Clayfooting to the summit. Both US, USSR need an easing of burdens

THE Leningrad Hotel, where the dramatic finale of the world chess championships is taking place, boasts a handsome public auditorium. But every water tap in the hotel spews forth a smelly solution that guests are advised not to drink. America's monumental trade deficit took a big turn for the better in August. But the improvement didn't come on the vital export side. The American economy is still sputtering. Machine tool orders are down.

Some Soviet factories are beginning to install computer-driven robots. But plans for maintenance of the automatons, (which were first given their name in eastern Europe, by Czech playwright Carel Capek) are unproven and suspect. Soviet factories trail far behind their Japanese and US counterparts in robotics.

Back in America, programs to leapfrog the Japanese in computer chip design have not yet succeeded. Not long ago the 21-company research group, Microelectronics and Computer Technology Corporation (MCC), which was formed to compete with Japan's effort to dominate the computer/information market, announced that its founding president would depart for a new executive post. There are rumors that the 21 firms in the consortium have not all sent their best research scientists to man the jointly-funded MCC labs -- despite the unrelenting efforts of the departing chief executive officer, Adm. Bobby Inman (ret.).

These vignettes of superpower weakness don't mean we are seeing a Potemkin village on both sides of the curtain. The United States and the USSR are still powerful players on the world scene. Of the two, the US has by far the more sophisticated, flexible, and resilient economy.

The symbolic problems cited above serve, rather, to illustrate why Messrs. Reagan and Gorbachev share a need to avert the costs of another arms race.

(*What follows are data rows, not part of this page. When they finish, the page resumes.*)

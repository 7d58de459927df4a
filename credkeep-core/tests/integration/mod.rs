//! Integration test modules

mod client_lifecycle_tests;
mod credential_store_tests;
mod prompt_tests;

use std::sync::Arc;

use credkeep_core::testing::MockSecretService;
use credkeep_core::{ClientConfig, SecretResult, SecretServiceClient, Transport};

/// Builds a client for `collection` over `mock`
pub async fn connect(
    mock: &Arc<MockSecretService>,
    collection: &str,
) -> SecretResult<SecretServiceClient> {
    let transport: Arc<dyn Transport> = mock.clone();
    let config = ClientConfig::new().with_collection(collection);
    SecretServiceClient::with_transport(transport, config).await
}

In the past year and a half Mr. Gorbachev has verbally outlined a series of steps to modernize the Soviet economy and loosen restraints on its trade with the rest of the world. He has jawboned for internal economic reform. He has talked up retooling of most basic industries, and faster introduction of high technology to their production lines. He has pictured improved relations with China, Japan, and Germany as well as the US. His team has talked about joining the World Bank, GATT, and the International Monetary Fund. His officials have recently loosened the reins on state trading companies and hinted to Japanese, US, Finnish, and British industrialists that Moscow would like to explore the idea of joint enterprises.

But none of this jawboning can translate into reality without internal shifts of resources, creation of capital, increased trade, or increased borrowing. Already there are signs that some of the new Gorbachev team are talking of stretched out reform and slower change. To avoid seeing his program unwind into the kind of economic lethargy that befell the once-robust Brezhnev economic growth, Gorbachev needs relief from an overhanging arms budget race. And he needs the appearance of renewed momentum and leadership. A successful summit could bring both.

For Reagan, it is a commonplace to point out that the referee is about to issue the two-year warning. His time as quarterback is growing short. The leverage he can wrest from the great arms buildup of his first six years may be passing its maximum as Congress is seen to be getting increasingly querulous about defense appropriations. So this may be the last window in which to extract full value from the scheduled two further summits with Gorbachev.

A lot of attention has been paid in recent days to the question of ``who blinked'' on the Zakharov-Daniloff-Orlov exchange. That's an intriguing but not very useful question.

In that affair, both Reagan and Gorbachev talked tough for home consumption and then had to back off in order to strike a deal. That has unfortunately robbed Reagan of the always useful tactic of reassuring his right wing that he will bargain tough as he seeks a compromise with his opponent. That tactic was used and deflated in the Zakharov-Daniloff affair. It will be hard to repair it in time to use it on its intended audience before the main show.

Some attention has also been paid recently to the fact that the Reagan administration professed all spring and summer not to want a summit too close to the midterm congressional elections -- for fear of appearing to manipulate the voting. Now the White House is going to get a low-risk ``planning summit,'' with lots of photo opportunities and no concrete expectations to be dashed, smack in the midst of the campaign windup. That is a byproduct of the timing squeeze that was heightened by the Daniloff affair.

The timing may thus be suspect. But that's no reason to abort the process now started. It's too important to too many nations -- and too many faltering sections of the world economy.

Earl W. Foell is editor in chief of The Christian Science Monitor.